Certain activities expel more droplets, such as singing.  In one case, 52 people in a choir became infected from one infected person.  Other activities, such as some family get-togethers, involve a lot of people hugging one another, also leading to higher rates of infection.  Conversely, there have been no documented cases of someone acquiring COVID-19 from passing a stranger while walking outdoors.

To minimize risk in our own activities:

– Wear a mask whenever you are indoors in public spaces or within six feet of others

– Avoid crowded spaces (bars, sporting events, movie theatres)

– Host get-togethers in a park or your backyard 

– Sit at least six feet away from others who aren’t part of your household.  

– Use your own utensils and bring your own food and drinks.  

– Skip the hugs, kisses and handshakes.  

– Choose take-out instead of eating out.  If eating out, choose outdoor tables at least six feet apart.  

– At work, consider rotating staff in staggered shifts or every other week, spacing work stations and conference room seating by at least six feet.  

– Skip a crowded elevator and wait for the next. Try to stand on opposite sides from other riders and face away from them.

– Minimize cumulative risk: Your risk increases with every additional person you come in close contact with.  If you have to return to work, you can decrease your risk by minimizing social gatherings outside of work.  If you choose to eat at a restaurant, perhaps you can avoid that trip to the hair salon.  

In terms of considering the activities of others, before coming together, consider how friends and family are thinking about their own risk and activities.  Also, consider risk in relation to the current state of local infection rates.

When considering decreased social distance with others, begin with other families who are carefully socially distancing.  You can think of this as ‘pooled risk.’  It’s a bit like how you might consider safe sex practices – those in monogamous relationships are lowest risk and those with mulitple high-risk partners are highest risk.  If you’re planning to come together with others, it is safest to do so with those who have been socially distancing as carefully as you have, particularly during the 2 weeks before the get-together.  If planning to travel with another family, for example, it might be helpful to discuss how socially distanced each family plans to be for the two weeks prior to the trip.  If you are a grandparent who misses your grandchildren, if both families have been sheltering at home carefully for two weeks it should be very low risk for both families to join together.  However, if someone goes back to work or continues to visit the grocery store frequently, this can increase the risk for both families.

When local rates of infection decrease, the individual risks we take out in the community are also lower.  For example, beginning to think about hosting a socially-distanced gathering in your backyard probably makes more sense soon in the bay area but likely would not feel as safe in an area with higher rates of infection such as New York City.

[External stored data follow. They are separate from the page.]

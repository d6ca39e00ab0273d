use std::collections::BTreeMap;

use bookfuse_core::{CanonicalField, CatalogError, RawSourceRecord, SourceKind};
use once_cell::sync::Lazy;
use serde_json::Value;

use crate::error::Result;

/// Override key for the field holding a source-local record identifier.
pub const SOURCE_ID_KEY: &str = "source_id";
/// Override key for free-text fields scanned for ISBNs when no ISBN field is present.
pub const ISBN_TEXT_KEY: &str = "isbn_text";

static EMPTY_MAPPING: Lazy<SourceMapping> = Lazy::new(SourceMapping::default);

/// Where one source keeps each canonical attribute. Candidates are tried in order.
#[derive(Debug, Clone, Default, PartialEq, Eq)]
pub struct SourceMapping {
    pub fields: BTreeMap<CanonicalField, Vec<String>>,
    pub source_id: Vec<String>,
    pub isbn_text: Vec<String>,
}

impl SourceMapping {
    fn from_table(
        fields: &[(CanonicalField, &[&str])],
        source_id: &[&str],
        isbn_text: &[&str],
    ) -> Self {
        let owned = |names: &[&str]| names.iter().map(|n| n.to_string()).collect::<Vec<_>>();
        Self {
            fields: fields
                .iter()
                .map(|(field, names)| (*field, owned(names)))
                .collect(),
            source_id: owned(source_id),
            isbn_text: owned(isbn_text),
        }
    }

    /// First present value among the candidates for `field`.
    pub fn lookup<'r>(&self, record: &'r RawSourceRecord, field: CanonicalField) -> Option<&'r Value> {
        self.fields
            .get(&field)
            .and_then(|names| first_present(record, names))
    }

    pub fn lookup_source_id<'r>(&self, record: &'r RawSourceRecord) -> Option<&'r Value> {
        first_present(record, &self.source_id)
    }

    pub fn isbn_text_values<'r>(&self, record: &'r RawSourceRecord) -> Vec<&'r Value> {
        self.isbn_text
            .iter()
            .filter_map(|name| record.get(name))
            .collect()
    }

    fn set(&mut self, key: &str, names: Vec<String>) -> Result<()> {
        match key {
            SOURCE_ID_KEY => self.source_id = names,
            ISBN_TEXT_KEY => self.isbn_text = names,
            other => {
                let field = CanonicalField::ALL
                    .into_iter()
                    .find(|field| field.name() == other)
                    .ok_or_else(|| {
                        CatalogError::ConfigError(format!("unknown mapped field: {other}"))
                    })?;
                self.fields.insert(field, names);
            }
        }
        Ok(())
    }
}

fn first_present<'r>(record: &'r RawSourceRecord, names: &[String]) -> Option<&'r Value> {
    names.iter().find_map(|name| record.get(name))
}

/// `{source: {canonical_field: [source_field, ...]}}`, resolved once per run.
#[derive(Debug, Clone, PartialEq, Eq)]
pub struct FieldMappingTable {
    by_source: BTreeMap<SourceKind, SourceMapping>,
}

impl Default for FieldMappingTable {
    fn default() -> Self {
        use CanonicalField as F;

        let scrape = SourceMapping::from_table(
            &[
                (F::Title, &["title", "titulo"]),
                (F::Authors, &["author", "authors", "autor"]),
                (F::Isbn13, &["isbn13"]),
                (F::Isbn10, &["isbn10", "isbn"]),
                (F::PublicationDate, &["publication_date", "pub_date", "published"]),
                (F::Language, &["language", "lang"]),
                (F::Publisher, &["publisher"]),
                (F::Category, &["genres", "categories", "category"]),
                (F::Rating, &["rating", "average_rating"]),
                (F::RatingsCount, &["ratings_count"]),
            ],
            &["book_id", "book_url", "url"],
            &["book_url", "url"],
        );

        let api = SourceMapping::from_table(
            &[
                (F::Title, &["title", "titulo"]),
                (F::Authors, &["authors", "author"]),
                (F::Isbn13, &["isbn13", "isbn_13"]),
                (F::Isbn10, &["isbn10", "isbn_10"]),
                (
                    F::PublicationDate,
                    &["pub_date", "published_date", "publishedDate", "publication_date"],
                ),
                (F::Language, &["language", "lang"]),
                (F::Publisher, &["publisher"]),
                (F::Category, &["categories", "category"]),
                (F::Rating, &["average_rating", "rating"]),
                (F::RatingsCount, &["ratings_count", "ratingsCount"]),
                (F::PriceAmount, &["price_amount", "amount"]),
                (F::PriceCurrency, &["price_currency", "currency", "currency_code"]),
            ],
            &["gb_id", "id"],
            &[],
        );

        Self {
            by_source: BTreeMap::from([
                (SourceKind::CatalogScrape, scrape),
                (SourceKind::BibliographicApi, api),
            ]),
        }
    }
}

impl FieldMappingTable {
    /// Default table with per-source entries replaced by `overrides`.
    pub fn with_overrides(
        overrides: &BTreeMap<SourceKind, BTreeMap<String, Vec<String>>>,
    ) -> Result<Self> {
        let mut table = Self::default();
        for (source, fields) in overrides {
            let mapping = table.by_source.entry(*source).or_default();
            for (key, names) in fields {
                mapping.set(key, names.clone())?;
            }
        }
        Ok(table)
    }

    pub fn for_source(&self, source: SourceKind) -> &SourceMapping {
        self.by_source.get(&source).unwrap_or(&EMPTY_MAPPING)
    }
}

#[cfg(test)]
mod tests {
    use super::*;
    use crate::error::ResolveError;

    #[test]
    fn test_scrape_prefers_first_candidate() {
        let table = FieldMappingTable::default();
        let record = RawSourceRecord::new(SourceKind::CatalogScrape, "a.json", 1)
            .with_attr("titulo", "Cien años de soledad")
            .with_attr("authors", "Gabriel García Márquez");
        let mapping = table.for_source(SourceKind::CatalogScrape);

        assert_eq!(
            mapping.lookup(&record, CanonicalField::Title),
            Some(&Value::from("Cien años de soledad"))
        );
        assert!(mapping.lookup(&record, CanonicalField::Authors).is_some());
        assert!(mapping.lookup(&record, CanonicalField::PriceAmount).is_none());
    }

    #[test]
    fn test_blank_candidate_falls_through() {
        let table = FieldMappingTable::default();
        let record = RawSourceRecord::new(SourceKind::CatalogScrape, "a.json", 1)
            .with_attr("title", "")
            .with_attr("titulo", "Rayuela");
        let mapping = table.for_source(SourceKind::CatalogScrape);
        assert_eq!(
            mapping.lookup(&record, CanonicalField::Title),
            Some(&Value::from("Rayuela"))
        );
    }

    #[test]
    fn test_overrides_replace_candidates() {
        let overrides = BTreeMap::from([(
            SourceKind::BibliographicApi,
            BTreeMap::from([
                ("title".to_string(), vec!["volume_title".to_string()]),
                (SOURCE_ID_KEY.to_string(), vec!["volume_id".to_string()]),
            ]),
        )]);
        let table = FieldMappingTable::with_overrides(&overrides).unwrap();
        let mapping = table.for_source(SourceKind::BibliographicApi);
        assert_eq!(mapping.fields[&CanonicalField::Title], vec!["volume_title"]);
        assert_eq!(mapping.source_id, vec!["volume_id"]);
        assert_eq!(mapping.fields[&CanonicalField::Publisher], vec!["publisher"]);
    }

    #[test]
    fn test_unknown_override_key_is_config_error() {
        let overrides = BTreeMap::from([(
            SourceKind::CatalogScrape,
            BTreeMap::from([("subtitle".to_string(), vec!["sub".to_string()])]),
        )]);
        assert!(matches!(
            FieldMappingTable::with_overrides(&overrides),
            Err(ResolveError::Catalog(CatalogError::ConfigError(_)))
        ));
    }
}
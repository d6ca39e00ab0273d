use bookfuse_core::{
    AppConfig, ArtifactPaths, CanonicalRecord, DetailRecord, NormalizedRecord, QualityReport,
    RawSourceRecord, SourceKind, SourceManifest, read_source, write_artifacts,
};
use tracing::{info, warn};

use crate::dedup::{KeyResolver, count_by_strategy};
use crate::error::{ResolveError, Result};
use crate::normalize::Normalizer;
use crate::provenance::build_details;
use crate::quality::{RunStamp, build_report};
use crate::survivorship::{DefaultPolicy, Merger};

#[derive(Debug, Clone, Copy, Default, PartialEq, Eq)]
pub struct RunOptions {
    /// Compute everything but write no artifacts.
    pub dry_run: bool,
}

/// In-memory result of reconciling one batch of source records.
#[derive(Debug, Clone, Default)]
pub struct Reconciled {
    pub normalized: Vec<NormalizedRecord>,
    pub canonical: Vec<CanonicalRecord>,
    pub details: Vec<DetailRecord>,
}

#[derive(Debug, Clone)]
pub struct RunOutcome {
    pub reconciled: Reconciled,
    pub report: QualityReport,
    /// `None` on a dry run.
    pub artifacts: Option<ArtifactPaths>,
}

#[derive(Debug, Clone, Default)]
pub struct Pipeline {
    normalizer: Normalizer,
    resolver: KeyResolver,
    merger: Merger<DefaultPolicy>,
}

impl Pipeline {
    pub fn new() -> Self {
        Self::default()
    }

    pub fn from_config(config: &AppConfig) -> Result<Self> {
        Ok(Self {
            normalizer: Normalizer::from_config(&config.normalize)?,
            resolver: KeyResolver::from_config(&config.dedup),
            merger: Merger::with_policy(DefaultPolicy::from_config(&config.survivorship)),
        })
    }

    /// Normalize, key, merge and project `raw` without touching the filesystem.
    pub fn reconcile(&self, raw: &[RawSourceRecord]) -> Result<Reconciled> {
        let normalized = self.normalizer.normalize_all(raw);
        info!(records = normalized.len(), "normalized source records");

        let groups = self.resolver.group(&normalized);
        let duplicates = groups.iter().filter(|g| g.members.len() > 1).count();
        let (isbn_keyed, fingerprint_keyed) = count_by_strategy(&groups);
        info!(
            groups = groups.len(),
            duplicate_groups = duplicates,
            isbn_keyed,
            fingerprint_keyed,
            "resolved dedup keys"
        );

        let canonical = self.merger.merge(&groups, &normalized)?;
        info!(canonical = canonical.len(), "merged canonical records");

        let keys = self.resolver.resolve_keys(&normalized);
        let details = build_details(&normalized, &keys)?;

        Ok(Reconciled {
            normalized,
            canonical,
            details,
        })
    }

    /// Full batch: read both landing files, reconcile, check, and write artifacts.
    pub fn run(&self, config: &AppConfig, options: RunOptions) -> Result<RunOutcome> {
        let sources = [
            (SourceKind::CatalogScrape, config.scrape_path()),
            (SourceKind::BibliographicApi, config.api_path()),
        ];

        let mut raw = Vec::new();
        let mut manifests: Vec<SourceManifest> = Vec::with_capacity(sources.len());
        for (source, path) in &sources {
            let batch = read_source(path, *source)?;
            info!(
                source = %source,
                path = %path.display(),
                rows = batch.records.len(),
                "loaded landing source"
            );
            raw.extend(batch.records);
            manifests.push(batch.manifest);
        }

        let reconciled = self.reconcile(&raw)?;
        let report = build_report(
            &reconciled.canonical,
            &reconciled.details,
            raw.len(),
            &manifests,
            RunStamp::now(),
        );

        for check in report.checks.iter().filter(|c| !c.passed && !c.blocking) {
            warn!(check = %check.name, detail = %check.detail, "quality check failed");
        }
        let failed: Vec<String> = report
            .failed_blocking_checks()
            .map(|c| format!("{}: {}", c.name, c.detail))
            .collect();
        if !failed.is_empty() {
            return Err(ResolveError::MergeInvariant(failed.join("; ")));
        }

        info!(
            run_id = %report.run_id,
            canonical = report.record_count,
            duplicates = report.duplicate_count,
            pct_valid_isbn13 = report.pct_valid_isbn13,
            "quality report built"
        );

        let artifacts = if options.dry_run {
            info!("dry run, no artifacts written");
            None
        } else {
            let paths = ArtifactPaths::new(&config.standard_dir(), &config.docs_dir());
            write_artifacts(&paths, &reconciled.canonical, &reconciled.details, &report)?;
            Some(paths)
        };

        Ok(RunOutcome {
            reconciled,
            report,
            artifacts,
        })
    }
}

#[cfg(test)]
mod tests {
    use super::*;

    fn scrape(row: usize) -> RawSourceRecord {
        RawSourceRecord::new(SourceKind::CatalogScrape, "goodreads_books.json", row)
    }

    fn api(row: usize) -> RawSourceRecord {
        RawSourceRecord::new(SourceKind::BibliographicApi, "googlebooks_books.csv", row)
    }

    #[test]
    fn test_reconcile_merges_across_sources() {
        let raw = vec![
            scrape(1)
                .with_attr("title", "Sapiens")
                .with_attr("author", "Yuval Noah Harari")
                .with_attr("isbn13", "9780062316097")
                .with_attr("rating", 4.39),
            api(1)
                .with_attr("title", "Sapiens: A Brief History of Humankind")
                .with_attr("authors", "Yuval Noah Harari")
                .with_attr("isbn13", "978-0-06-231609-7")
                .with_attr("language", "en")
                .with_attr("publisher", "Harper"),
        ];

        let out = Pipeline::new().reconcile(&raw).unwrap();
        assert_eq!(out.details.len(), 2);
        assert_eq!(out.canonical.len(), 1);

        let book = &out.canonical[0];
        assert_eq!(book.dup_key, "9780062316097");
        assert_eq!(book.winning_source, SourceKind::BibliographicApi);
        assert_eq!(book.attrs.rating, Some(4.39));
        assert_eq!(book.attrs.authors, vec!["Yuval Noah Harari"]);
        assert_eq!(book.member_count, 2);
    }

    #[test]
    fn test_reconcile_empty_input() {
        let out = Pipeline::new().reconcile(&[]).unwrap();
        assert!(out.canonical.is_empty());
        assert!(out.details.is_empty());
    }
}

We encourage you to explore the concepts of proximity, activity and time when considering your activities as the US begins to reopen.  Don’t be afraid to bring up these topics with others as you consider decreasing social distance with them.  Taking precautions such as wearing a mask in public and holding smaller events outdoors, socially distanced, without food sharing will help protect everyone, including our most vulnerable, who face the most risk from potential infection and, as a result, the most challenge from the impact of continued stricter social distancing.  We can greatly ease the burden on these community members if we carefully consider the risks we take to minimize local community transmission rates.